Os corvos simbolizavam o pecado, especialmente os pecados da gula, do roubo e dos falsos ensinamentos. Eram apelidados de “aves surrupiadoras” e as crianças islandesas aprendiam que beber com canudos feitos de penas de corvo faria com que se tornassem ladrões. Acreditava-se que padres pervertidos se transformavam em corvos ao morrer. Para os cristãos europeus, o corvo é a antítese da inocente pomba branca. Contudo, em algumas tradições africanas e nativas americanas, o corvo é um guia benevolente cuja visão aguçada lhe permite enviar alertas aos viventes e que também orienta os mortos em sua jornada final.


A ambigüidade da igreja cristã diante da figura do corvo é bastante conhecida. Acima à esquerda, Santo Expedito pisoteia a criatura divina só porque seu canto se assemelha à palavra latina para amanhã – uma suposta referência ao fato de que o corvo tentaria procrastinar a conversão do legionário romano Expedito. Já na figura da direita vemos outro santo, desta vez São Bento, que é salvo por um corvo...
O grito do corvo, "Cras! Cras!" foi interpretado pelos falantes do latim como significando “Amanhã!
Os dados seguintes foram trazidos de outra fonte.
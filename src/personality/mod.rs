//! # Personality Module
//!
//! Driver personalities and the parameter bundles derived from them.
//!
//! ## Key Components
//!
//! - [`Personality`] - Driver temperament drawn at spawn time
//! - [`DriverParameters`] - Scaling factors applied to the IDM/MOBIL base
//!   parameters for a given personality
//!
//! A personality never changes after spawn; it shifts how close the driver
//! follows, how fast it wants to cruise relative to the zone limit, and how
//! much it cares about the vehicles it cuts in front of.
mod personality;

pub use self::personality::*;
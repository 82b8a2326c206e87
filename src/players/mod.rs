//! # Players Module
//!
//! Concurrent state written by host callbacks and read by the tick loop.
//!
//! ## Key Components
//!
//! - [`PlayerPos`] - One connected player's position on the graph
//! - [`PlayersStorage`] - Concurrent session map; the spawn controller works
//!   from a per-tick snapshot of it
//! - [`CooldownsStorage`] - Per-agent lane-change cooldown stamps
//!
//! Both maps use concurrent containers because the host updates them from
//! its own threads while the tick loop reads them. After shutdown the
//! players storage stops accepting updates.
mod players;

pub use self::players::*;
//! # Scheduler Module
//!
//! The background service driving the simulation at a fixed rate.
//!
//! ## Key Components
//!
//! - [`Scheduler`] - Fixed-rate tick loop on a dedicated worker thread
//! - [`SchedulerHandle`] - Join handle participating in the host's
//!   graceful-shutdown protocol
//! - [`ShutdownToken`] - Cooperative cancellation signal
//! - [`Clock`] / [`MonotonicClock`] / [`ManualClock`] - Server-time source;
//!   the manual clock drives deterministic tests
//!
//! ## Loop behavior
//!
//! On each wake the loop computes `dt = now − last_update`; when `dt` has
//! reached the tick interval it executes one tick and records the time,
//! otherwise it sleeps the remainder. Tick errors are logged and followed by
//! a one-second back-off sleep; the loop never terminates on transient
//! failure. The cancellation token is checked before sleeping and between
//! tick phases.
mod clock;
mod scheduler;

pub use self::{clock::*, scheduler::*};
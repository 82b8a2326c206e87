use crate::agents::AiAgent;
use crate::personality::DriverParameters;

/// Maximum acceleration `a` of the IDM law (m/s²).
pub const MAX_ACCELERATION: f32 = 2.5;
/// Free-road acceleration exponent `δ`.
pub const ACCELERATION_EXPONENT: i32 = 4;
/// Hard floor applied to the result, as a multiple of the comfortable
/// deceleration `b`.
pub const DECELERATION_CLAMP_FACTOR: f32 = 1.5;

/// A leader observed ahead of an agent.
#[derive(Debug, Clone, Copy, PartialEq)]
pub struct Leader {
    /// Arc-length gap to the leader (meters).
    pub gap: f32,
    /// The leader's current speed (m/s).
    pub speed: f32,
}

/// Parameters of the IDM acceleration law.
///
/// Base values come from the configuration; [`IdmParameters::for_personality`]
/// scales headway and minimum gap by the driver's temperament.
#[derive(Debug, Clone, Copy)]
pub struct IdmParameters {
    /// Comfortable (safe) deceleration `b` (m/s²).
    pub safe_decel: f32,
    /// Standstill minimum gap `s0` (meters).
    pub minimum_gap: f32,
    /// Desired time headway `T` (seconds).
    pub time_headway: f32,
}

impl IdmParameters {
    /// Constructs parameters from raw values.
    pub fn new(safe_decel: f32, minimum_gap: f32, time_headway: f32) -> Self {
        Self {
            safe_decel,
            minimum_gap,
            time_headway,
        }
    }

    /// Returns a copy scaled by the given driver parameters.
    pub fn for_personality(&self, driver: &DriverParameters) -> Self {
        Self {
            safe_decel: self.safe_decel,
            minimum_gap: self.minimum_gap * driver.min_gap_factor(),
            time_headway: self.time_headway * driver.time_headway_factor(),
        }
    }
}

/// Computes the IDM acceleration for an agent.
///
/// With a leader at gap `s` and speed difference `Δv = v − v_lead`:
///
/// ```text
/// s*    = max(s0, s0 + v·T + v·Δv / (2·√(a·b)))
/// a_idm = a · (1 − (v/v0)^δ − (s*/s)²)
/// ```
///
/// Without a leader the interaction term vanishes and the law reduces to the
/// free-road form. The result is clamped to `[−1.5·b, a]`.
///
/// # Arguments
/// * `params` - Model parameters (possibly personality-scaled).
/// * `v` - Current speed (m/s).
/// * `v0` - Desired speed (m/s).
/// * `leader` - The observed leader, if any.
///
/// # Example
/// ```
/// use traffic_ai_core::idm::{idm_acceleration, IdmParameters, Leader, MAX_ACCELERATION};
///
/// let params = IdmParameters::new(4.0, 2.0, 1.2);
/// // Standing start on a free road accelerates at the maximum rate.
/// let a = idm_acceleration(&params, 0.0, 27.8, None);
/// assert!((a - MAX_ACCELERATION).abs() < 1e-6);
/// ```
pub fn idm_acceleration(params: &IdmParameters, v: f32, v0: f32, leader: Option<Leader>) -> f32 {
    let a = MAX_ACCELERATION;
    let b = params.safe_decel;
    let s0 = params.minimum_gap;

    // Degenerate desired speed: treat as full braking demand.
    if v0 <= f32::EPSILON {
        return -DECELERATION_CLAMP_FACTOR * b;
    }

    let free_term = (v / v0).powi(ACCELERATION_EXPONENT);
    let raw = match leader {
        Some(Leader { gap, speed }) => {
            // Guard the division; a vanishing gap means maximum braking anyway.
            let s = gap.max(0.1);
            let dv = v - speed;
            let desired_gap =
                (s0 + v * params.time_headway + v * dv / (2.0 * (a * b).sqrt())).max(s0);
            a * (1.0 - free_term - (desired_gap / s).powi(2))
        }
        None => a * (1.0 - free_term),
    };

    raw.clamp(-DECELERATION_CLAMP_FACTOR * b, a)
}

/// Applies an IDM result to an agent under the override policy.
///
/// The controller never overwrites the host-driven acceleration upward; it
/// only lowers it: `acceleration = min(acceleration, a_idm)`.
pub fn apply_idm(agent: &mut AiAgent, a_idm: f32) {
    agent.acceleration = agent.acceleration.min(a_idm);
}
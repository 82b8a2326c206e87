use std::fmt;
use std::ops::{Add, AddAssign, Mul, Sub};

/// World-space vector in meters.
///
/// The host server uses a right-handed frame with `y` pointing up, so all
/// road-plane math in the core happens on the `x`/`z` components.
#[derive(Debug, Clone, Copy, Default, PartialEq)]
pub struct Vec3 {
    pub x: f32,
    pub y: f32,
    pub z: f32,
}

impl Vec3 {
    /// Constructs a new vector from its components.
    ///
    /// # Example
    /// ```
    /// use traffic_ai_core::geom::Vec3;
    /// let pos = Vec3::new(120.0, 4.5, -300.0);
    /// println!("Position: {:?}", pos);
    /// ```
    pub fn new(x: f32, y: f32, z: f32) -> Self {
        Self { x, y, z }
    }

    /// Zero vector.
    pub fn zero() -> Self {
        Self::default()
    }

    /// Full 3D Euclidean length.
    pub fn length(&self) -> f32 {
        (self.x * self.x + self.y * self.y + self.z * self.z).sqrt()
    }

    /// Length of the projection onto the ground (XZ) plane.
    pub fn length_xz(&self) -> f32 {
        (self.x * self.x + self.z * self.z).sqrt()
    }

    /// Euclidean distance to another point.
    pub fn distance_to(&self, other: &Vec3) -> f32 {
        (*other - *self).length()
    }

    /// Ground-plane distance to another point, ignoring elevation.
    pub fn distance_to_xz(&self, other: &Vec3) -> f32 {
        (*other - *self).length_xz()
    }

    /// Returns the vector normalized in the XZ plane with `y` zeroed.
    /// Returns `None` when the ground-plane length is (numerically) zero.
    pub fn normalized_xz(&self) -> Option<Vec3> {
        let len = self.length_xz();
        if len <= f32::EPSILON {
            return None;
        }
        Some(Vec3::new(self.x / len, 0.0, self.z / len))
    }
}

impl Add for Vec3 {
    type Output = Vec3;
    fn add(self, rhs: Vec3) -> Vec3 {
        Vec3::new(self.x + rhs.x, self.y + rhs.y, self.z + rhs.z)
    }
}

impl AddAssign for Vec3 {
    fn add_assign(&mut self, rhs: Vec3) {
        self.x += rhs.x;
        self.y += rhs.y;
        self.z += rhs.z;
    }
}

impl Sub for Vec3 {
    type Output = Vec3;
    fn sub(self, rhs: Vec3) -> Vec3 {
        Vec3::new(self.x - rhs.x, self.y - rhs.y, self.z - rhs.z)
    }
}

impl Mul<f32> for Vec3 {
    type Output = Vec3;
    fn mul(self, rhs: f32) -> Vec3 {
        Vec3::new(self.x * rhs, self.y * rhs, self.z * rhs)
    }
}

impl fmt::Display for Vec3 {
    fn fmt(&self, f: &mut fmt::Formatter<'_>) -> fmt::Result {
        write!(f, "({:.3}, {:.3}, {:.3})", self.x, self.y, self.z)
    }
}
use crate::agents::{AgentId, AgentsRegistry};
use crate::spline::graph::SplineGraph;
use crate::spline::point::PointId;
use std::collections::HashMap;

/// Arc-length cap (meters) for leader searches along `next` links.
pub const LEADER_SEARCH_DISTANCE: f32 = 200.0;
/// Arc-length cap (meters) for follower searches along `prev` links.
pub const FOLLOWER_SEARCH_DISTANCE: f32 = 50.0;

/// Occupancy record for one spline point.
#[derive(Debug, Clone, Copy, PartialEq)]
pub struct SlowestEntry {
    /// The occupying agent.
    pub agent_id: AgentId,
    /// The occupant's speed at the time it entered or last re-entered.
    pub speed: f32,
}

/// Mapping from spline point to the slowest AI currently located there.
///
/// The index is the lookup structure behind leader and follower searches:
/// instead of scanning all agents, a walk along `next`/`prev` links only has
/// to probe one map entry per point. It is updated as a side effect of every
/// graph transition: spawn, forward movement, lane-change finalization and
/// despawn.
#[derive(Debug, Default)]
pub struct NeighborIndex {
    occupants: HashMap<PointId, SlowestEntry>,
}

impl NeighborIndex {
    /// Creates an empty index.
    pub fn new() -> Self {
        Self {
            occupants: HashMap::new(),
        }
    }

    /// Returns the slowest occupant of the given point, if any.
    pub fn slowest_at(&self, point_id: PointId) -> Option<&SlowestEntry> {
        self.occupants.get(&point_id)
    }

    /// Records an agent entering a point.
    ///
    /// The entry is replaced when the point is empty, when the same agent
    /// re-enters (speed refresh), or when the entering agent is slower than
    /// the current occupant. A faster agent entering an occupied point is
    /// not recorded; the slower occupant stays authoritative for braking.
    pub fn enter(&mut self, point_id: PointId, agent_id: AgentId, speed: f32) {
        match self.occupants.get(&point_id) {
            Some(entry) if entry.agent_id != agent_id && entry.speed <= speed => {}
            _ => {
                self.occupants.insert(point_id, SlowestEntry { agent_id, speed });
            }
        }
    }

    /// Records an agent leaving a point.
    ///
    /// Only removes the entry when it belongs to the leaving agent; a faster
    /// agent that was never recorded leaves silently.
    ///
    /// # Returns
    /// `true` when an entry was removed.
    pub fn leave(&mut self, point_id: PointId, agent_id: AgentId) -> bool {
        match self.occupants.get(&point_id) {
            Some(entry) if entry.agent_id == agent_id => {
                self.occupants.remove(&point_id);
                true
            }
            _ => false,
        }
    }

    /// Removes every entry belonging to the given agent.
    ///
    /// Used at despawn, where the agent must vanish from the index no matter
    /// which point it was recorded under.
    pub fn purge_agent(&mut self, agent_id: AgentId) {
        self.occupants.retain(|_, entry| entry.agent_id != agent_id);
    }

    /// Number of occupied points.
    pub fn len(&self) -> usize {
        self.occupants.len()
    }

    /// Whether no point is occupied.
    pub fn is_empty(&self) -> bool {
        self.occupants.is_empty()
    }

    /// Iterates over `(point_id, entry)` pairs.
    pub fn iter(&self) -> impl Iterator<Item = (&PointId, &SlowestEntry)> {
        self.occupants.iter()
    }

    /// The point an agent is recorded under, if any.
    pub fn point_of(&self, agent_id: AgentId) -> Option<PointId> {
        self.occupants
            .iter()
            .find(|(_, entry)| entry.agent_id == agent_id)
            .map(|(point_id, _)| *point_id)
    }
}

/// An occupant found by a leader or follower walk.
#[derive(Debug, Clone, Copy, PartialEq)]
pub struct NeighborHit {
    /// The occupying agent.
    pub agent_id: AgentId,
    /// Accumulated arc length from the walk start to the occupant's point.
    pub distance: f32,
    /// The occupant's current speed from the registry.
    pub speed: f32,
}

/// Walks `next` links from `start` accumulating arc length until a point
/// holds an initialized agent other than `exclude`, the accumulated distance
/// exceeds `max_distance`, or the lane dead-ends.
///
/// The start point itself is probed at distance zero, so an occupant sitting
/// exactly on `start` (e.g. in the adjacent lane during a MOBIL trial) is
/// found immediately.
pub fn find_leader_from(
    graph: &SplineGraph,
    index: &NeighborIndex,
    agents: &AgentsRegistry,
    start: PointId,
    exclude: AgentId,
    max_distance: f32,
) -> Option<NeighborHit> {
    let mut current = start;
    let mut distance = 0.0f32;
    loop {
        if let Some(hit) = probe(index, agents, current, exclude, distance) {
            return Some(hit);
        }
        let point = graph.get_point(current)?;
        distance += point.length;
        if distance > max_distance {
            return None;
        }
        current = point.next_id?;
    }
}

/// Walks `prev` links from `start` accumulating arc length until a point
/// holds an initialized agent other than `exclude`, the accumulated distance
/// exceeds `max_distance`, or the lane start is reached.
pub fn find_follower_from(
    graph: &SplineGraph,
    index: &NeighborIndex,
    agents: &AgentsRegistry,
    start: PointId,
    exclude: AgentId,
    max_distance: f32,
) -> Option<NeighborHit> {
    let mut current = start;
    let mut distance = 0.0f32;
    loop {
        if let Some(hit) = probe(index, agents, current, exclude, distance) {
            return Some(hit);
        }
        let point = graph.get_point(current)?;
        let prev_id = point.prev_id?;
        let prev = graph.get_point(prev_id)?;
        distance += prev.length;
        if distance > max_distance {
            return None;
        }
        current = prev_id;
    }
}

fn probe(
    index: &NeighborIndex,
    agents: &AgentsRegistry,
    point_id: PointId,
    exclude: AgentId,
    distance: f32,
) -> Option<NeighborHit> {
    let entry = index.slowest_at(point_id)?;
    if entry.agent_id == exclude {
        return None;
    }
    let agent = agents.get(&entry.agent_id)?;
    if !agent.initialized {
        return None;
    }
    Some(NeighborHit {
        agent_id: entry.agent_id,
        distance,
        speed: agent.current_speed,
    })
}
Amanhã!”. Tornou-se, portanto, um símbolo do pecador tolo que procrastina a conversão. Outros contudo, viam nesse mesmo canto a esperança de um futuro melhor. Para os esquimós, o canto do corvo soa como "Kak, kak, kak!" que significa “um cobertor de pele de rena”. De acordo com suas lendas, os gritos do corvo alertaram as pessoas para que não se esquecessem de seus cobertores quando deixavam suas casas.
Antes de Noé enviar a pomba a partir de sua Arca, ele enviou um corvo branco para testar as águas. Ao invés de retornar à Arca, esta ave “prosseguiu daqui para ali até que as águas secassem [Gen 8:7]. De acordo com Matthew Henry, a atitude desse corvo era como o “coração carnal” que, ao invés de buscar repouso e refúgio no Salvador, “pousa sobre o mundo e se alimenta da carniça que nele encontra”. Lendas judaicas dizem que o corvo de Noé foi punido por não voltar à Arca ao ser tingido de negro e condenado a comer carniça.
Os gregos acreditavam que Apolo tornara o corvo negro quando a ave informou-o sobre a infidelidade de sua amante, Coronis. Este episódio deu ao corvo a reputação de espião e divulgador de segredos. No Noroeste do Pacífico, as penas de corvos foram escurecidas quando seu cunhado passou-o através do fogo para puni-lo por seus truques. De acordo com as lendas ucranianas, os corvos antes possuíam belas penas multi-coloridas e uma voz agradável mas, após a Queda, começaram a comer carniça. Este hábito destruiu suas vozes e escureceu sua plumagem. Sua beleza anterior reaparecerá quando o Paraíso for restaurado.
Na mitologia nórdica, o onisciente deus Odin (Wotan) possui um par de corvos chamados Hugin (Pensamento) e Munin (Memória) que vivem sobre seus ombros ou em seu trono. Todas as manhãs eles voam ao redor da Terra observando tudo e questionando a todos, até mesmo os mortos. À noite, eles retornam a seu mestre e sussurram-lhe tudo o que viram e ouviram. Por vezes, o próprio Odin assume a forma de um corvo.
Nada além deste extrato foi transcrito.